[Stored items]
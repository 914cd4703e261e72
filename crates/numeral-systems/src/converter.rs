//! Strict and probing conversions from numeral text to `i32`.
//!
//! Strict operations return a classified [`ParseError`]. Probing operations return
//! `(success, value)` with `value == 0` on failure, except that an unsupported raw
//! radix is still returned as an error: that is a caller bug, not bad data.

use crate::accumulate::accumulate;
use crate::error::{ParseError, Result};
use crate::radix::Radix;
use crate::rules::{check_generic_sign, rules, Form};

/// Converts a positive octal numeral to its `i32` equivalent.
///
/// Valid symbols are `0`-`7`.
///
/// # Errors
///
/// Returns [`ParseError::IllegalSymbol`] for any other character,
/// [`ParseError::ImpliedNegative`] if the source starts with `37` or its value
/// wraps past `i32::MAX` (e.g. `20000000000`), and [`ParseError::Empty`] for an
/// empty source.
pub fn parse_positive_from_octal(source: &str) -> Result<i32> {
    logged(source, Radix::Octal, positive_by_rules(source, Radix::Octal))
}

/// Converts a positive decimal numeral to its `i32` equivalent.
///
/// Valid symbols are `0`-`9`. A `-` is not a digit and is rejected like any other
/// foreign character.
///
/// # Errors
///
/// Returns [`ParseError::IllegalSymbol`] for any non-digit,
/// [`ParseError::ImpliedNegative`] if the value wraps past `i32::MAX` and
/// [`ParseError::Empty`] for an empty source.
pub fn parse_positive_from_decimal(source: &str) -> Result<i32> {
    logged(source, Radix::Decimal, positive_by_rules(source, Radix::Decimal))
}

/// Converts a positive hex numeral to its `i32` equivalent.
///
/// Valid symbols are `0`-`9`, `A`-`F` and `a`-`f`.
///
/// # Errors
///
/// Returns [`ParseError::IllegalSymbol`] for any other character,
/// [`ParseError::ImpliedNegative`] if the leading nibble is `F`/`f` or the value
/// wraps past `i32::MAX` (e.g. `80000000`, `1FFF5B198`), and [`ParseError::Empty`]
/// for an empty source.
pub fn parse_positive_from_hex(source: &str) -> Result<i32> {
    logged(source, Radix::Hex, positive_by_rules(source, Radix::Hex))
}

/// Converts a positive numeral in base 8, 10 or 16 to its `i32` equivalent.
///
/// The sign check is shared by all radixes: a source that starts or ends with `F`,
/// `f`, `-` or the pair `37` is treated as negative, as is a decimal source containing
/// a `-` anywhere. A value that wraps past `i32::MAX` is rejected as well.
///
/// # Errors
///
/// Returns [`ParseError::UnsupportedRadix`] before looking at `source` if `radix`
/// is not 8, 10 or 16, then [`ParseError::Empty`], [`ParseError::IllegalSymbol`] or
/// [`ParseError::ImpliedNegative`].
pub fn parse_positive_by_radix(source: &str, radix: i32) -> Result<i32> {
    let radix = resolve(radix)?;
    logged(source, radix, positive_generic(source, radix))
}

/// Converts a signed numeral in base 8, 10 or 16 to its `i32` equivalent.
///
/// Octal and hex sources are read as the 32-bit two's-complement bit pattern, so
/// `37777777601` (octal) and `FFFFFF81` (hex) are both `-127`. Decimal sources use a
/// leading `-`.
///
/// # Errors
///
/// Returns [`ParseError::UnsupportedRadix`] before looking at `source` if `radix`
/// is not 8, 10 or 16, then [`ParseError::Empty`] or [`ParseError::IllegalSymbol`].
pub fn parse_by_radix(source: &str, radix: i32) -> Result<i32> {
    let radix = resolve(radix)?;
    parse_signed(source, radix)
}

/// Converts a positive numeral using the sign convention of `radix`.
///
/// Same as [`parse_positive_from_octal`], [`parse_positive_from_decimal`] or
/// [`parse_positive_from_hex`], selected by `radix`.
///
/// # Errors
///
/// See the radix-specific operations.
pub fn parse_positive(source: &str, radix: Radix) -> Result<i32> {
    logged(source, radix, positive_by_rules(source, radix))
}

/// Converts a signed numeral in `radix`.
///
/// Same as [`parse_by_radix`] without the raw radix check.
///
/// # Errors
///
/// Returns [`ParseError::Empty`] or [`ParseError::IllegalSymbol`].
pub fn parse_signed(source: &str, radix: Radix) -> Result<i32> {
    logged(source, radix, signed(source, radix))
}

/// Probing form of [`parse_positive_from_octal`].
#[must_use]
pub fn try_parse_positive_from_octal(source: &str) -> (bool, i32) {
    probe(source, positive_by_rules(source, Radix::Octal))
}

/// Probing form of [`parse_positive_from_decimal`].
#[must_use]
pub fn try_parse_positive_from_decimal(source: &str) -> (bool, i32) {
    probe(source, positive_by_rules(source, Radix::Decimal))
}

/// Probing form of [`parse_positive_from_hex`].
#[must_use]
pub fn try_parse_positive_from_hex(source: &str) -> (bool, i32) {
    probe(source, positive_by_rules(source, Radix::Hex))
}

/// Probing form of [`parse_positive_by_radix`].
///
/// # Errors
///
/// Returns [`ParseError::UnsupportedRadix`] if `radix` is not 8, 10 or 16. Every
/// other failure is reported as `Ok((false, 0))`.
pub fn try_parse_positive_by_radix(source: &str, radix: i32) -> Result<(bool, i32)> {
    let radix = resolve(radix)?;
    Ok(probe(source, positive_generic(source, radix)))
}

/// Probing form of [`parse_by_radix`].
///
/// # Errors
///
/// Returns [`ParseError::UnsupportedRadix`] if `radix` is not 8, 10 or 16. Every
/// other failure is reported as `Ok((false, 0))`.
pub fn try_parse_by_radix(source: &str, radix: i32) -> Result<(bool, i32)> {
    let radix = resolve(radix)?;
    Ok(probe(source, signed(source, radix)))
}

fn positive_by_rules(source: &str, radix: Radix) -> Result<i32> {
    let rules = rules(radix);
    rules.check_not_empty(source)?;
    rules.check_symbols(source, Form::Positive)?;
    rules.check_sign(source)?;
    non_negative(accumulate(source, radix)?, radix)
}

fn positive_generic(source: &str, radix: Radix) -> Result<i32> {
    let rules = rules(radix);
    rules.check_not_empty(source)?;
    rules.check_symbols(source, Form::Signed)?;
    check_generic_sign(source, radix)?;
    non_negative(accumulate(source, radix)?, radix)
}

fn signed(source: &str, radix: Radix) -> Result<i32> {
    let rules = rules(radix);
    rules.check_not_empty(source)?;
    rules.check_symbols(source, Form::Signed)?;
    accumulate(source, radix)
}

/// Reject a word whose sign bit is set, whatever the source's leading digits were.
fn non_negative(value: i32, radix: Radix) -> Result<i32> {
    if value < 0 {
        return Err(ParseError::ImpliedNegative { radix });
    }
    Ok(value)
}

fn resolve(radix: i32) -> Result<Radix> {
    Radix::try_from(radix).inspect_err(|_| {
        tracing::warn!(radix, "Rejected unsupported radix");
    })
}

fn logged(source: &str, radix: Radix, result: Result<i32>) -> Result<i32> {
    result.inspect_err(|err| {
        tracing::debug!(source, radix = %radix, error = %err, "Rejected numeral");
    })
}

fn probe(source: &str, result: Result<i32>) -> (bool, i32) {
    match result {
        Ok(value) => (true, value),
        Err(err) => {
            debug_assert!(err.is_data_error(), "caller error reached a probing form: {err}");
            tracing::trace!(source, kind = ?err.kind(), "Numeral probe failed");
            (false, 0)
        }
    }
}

◆ Assigned task ◆
Your output should consist only of the lines from the one containing "fn logged(source: &str, radix: Radix, result: Result<i32>)" to the end of the records above, each retyped exactly.

◆ Exercise answer ◆
fn logged(source: &str, radix: Radix, result: Result<i32>) -> Result<i32> {
    result.inspect_err(|err| {
        tracing::debug!(source, radix = %radix, error = %err, "Rejected numeral");
    })
}

fn probe(source: &str, result: Result<i32>) -> (bool, i32) {
    match result {
        Ok(value) => (true, value),
        Err(err) => {
            debug_assert!(err.is_data_error(), "caller error reached a probing form: {err}");
            tracing::trace!(source, kind = ?err.kind(), "Numeral probe failed");
            (false, 0)
        }
    }
}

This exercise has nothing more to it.